▸ **Exercise directions**:
Write out again, exactly as they stand, the line that includes "Sends a request" and all remaining lines of the entries.

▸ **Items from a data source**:
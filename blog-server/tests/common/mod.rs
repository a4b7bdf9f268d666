#![allow(dead_code)]

use actix_web::body::MessageBody;
use actix_web::dev::{Service, ServiceResponse};
use actix_web::http::StatusCode;
use actix_web::test;
use blog_server::infrastructure::config::{AppConfig, DeletePolicy};
use blog_server::infrastructure::database::{create_pool, run_migrations};
use blog_server::infrastructure::storage::LocalStorage;
use blog_server::state::AppState;
use serde_json::{json, Value};
use std::collections::HashMap;
use std::sync::Arc;
use tempfile::TempDir;

pub struct TestContext {
    pub state: AppState,
    pub media_dir: TempDir,
    pub static_dir: TempDir,
}

pub fn test_config(delete_policy: DeletePolicy) -> AppConfig {
    let mut vars = HashMap::new();
    vars.insert("DATABASE_URL", "sqlite::memory:".to_string());
    vars.insert(
        "JWT_SECRET",
        "test-secret-key-for-testing-only-32chars".to_string(),
    );
    let mut config = AppConfig::from_lookup(|key| vars.get(key).cloned())
        .expect("test configuration");
    config.delete_policy = delete_policy;
    config
}

pub async fn setup() -> TestContext {
    setup_with(DeletePolicy::AnyAuthenticated).await
}

pub async fn setup_with(delete_policy: DeletePolicy) -> TestContext {
    let config = test_config(delete_policy);
    let pool = create_pool(&config.database_url, 1)
        .await
        .expect("in-memory database");
    run_migrations(&pool).await.expect("migrations");

    let media_dir = tempfile::tempdir().expect("media dir");
    let static_dir = tempfile::tempdir().expect("static dir");
    let media = Arc::new(LocalStorage::new(media_dir.path(), "/media/"));
    let static_files = Arc::new(LocalStorage::new(static_dir.path(), "/static/"));
    let state = AppState::build(pool, &config, media, static_files).expect("app state");

    TestContext {
        state,
        media_dir,
        static_dir,
    }
}

/// Sends a request and returns the status and the JSON body (`Null` when empty).
pub async fn send<S, R, B>(app: &S, req: R) -> (StatusCode, Value)
where
    S: Service<R, Response = ServiceResponse<B>, Error = actix_web::Error>,
    B: MessageBody,
{
    match app.call(req).await {
        Ok(resp) => {
            let status = resp.status();
            let body = test::read_body(resp).await;
            let value = if body.is_empty() {
                Value::Null
            } else {
                serde_json::from_slice(&body).unwrap_or(Value::Null)
            };
            (status, value)
        }
        Err(err) => (err.error_response().status(), Value::Null),
    }
}

/// Registers a user and returns the issued token.
pub async fn register<S, B>(app: &S, username: &str, email: &str, password: &str) -> String
where
    S: Service<actix_http::Request, Response = ServiceResponse<B>, Error = actix_web::Error>,
    B: MessageBody,
{
    let req = test::TestRequest::post()
        .uri("/api/auth/register")
        .set_json(json!({ "username": username, "email": email, "password": password }))
        .to_request();
    let (status, body) = send(app, req).await;
    assert_eq!(status, StatusCode::CREATED, "register failed: {}", body);
    body["token"].as_str().expect("token in response").to_string()
}

pub fn bearer(token: &str) -> (&'static str, String) {
    ("Authorization", format!("Bearer {}", token))
}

▸ **Response area**:
/// Sends a request and returns the status and the JSON body (`Null` when empty).
pub async fn send<S, R, B>(app: &S, req: R) -> (StatusCode, Value)
where
    S: Service<R, Response = ServiceResponse<B>, Error = actix_web::Error>,
    B: MessageBody,
{
    match app.call(req).await {
        Ok(resp) => {
            let status = resp.status();
            let body = test::read_body(resp).await;
            let value = if body.is_empty() {
                Value::Null
            } else {
                serde_json::from_slice(&body).unwrap_or(Value::Null)
            };
            (status, value)
        }
        Err(err) => (err.error_response().status(), Value::Null),
    }
}

/// Registers a user and returns the issued token.
pub async fn register<S, B>(app: &S, username: &str, email: &str, password: &str) -> String
where
    S: Service<actix_http::Request, Response = ServiceResponse<B>, Error = actix_web::Error>,
    B: MessageBody,
{
    let req = test::TestRequest::post()
        .uri("/api/auth/register")
        .set_json(json!({ "username": username, "email": email, "password": password }))
        .to_request();
    let (status, body) = send(app, req).await;
    assert_eq!(status, StatusCode::CREATED, "register failed: {}", body);
    body["token"].as_str().expect("token in response").to_string()
}

pub fn bearer(token: &str) -> (&'static str, String) {
    ("Authorization", format!("Bearer {}", token))
}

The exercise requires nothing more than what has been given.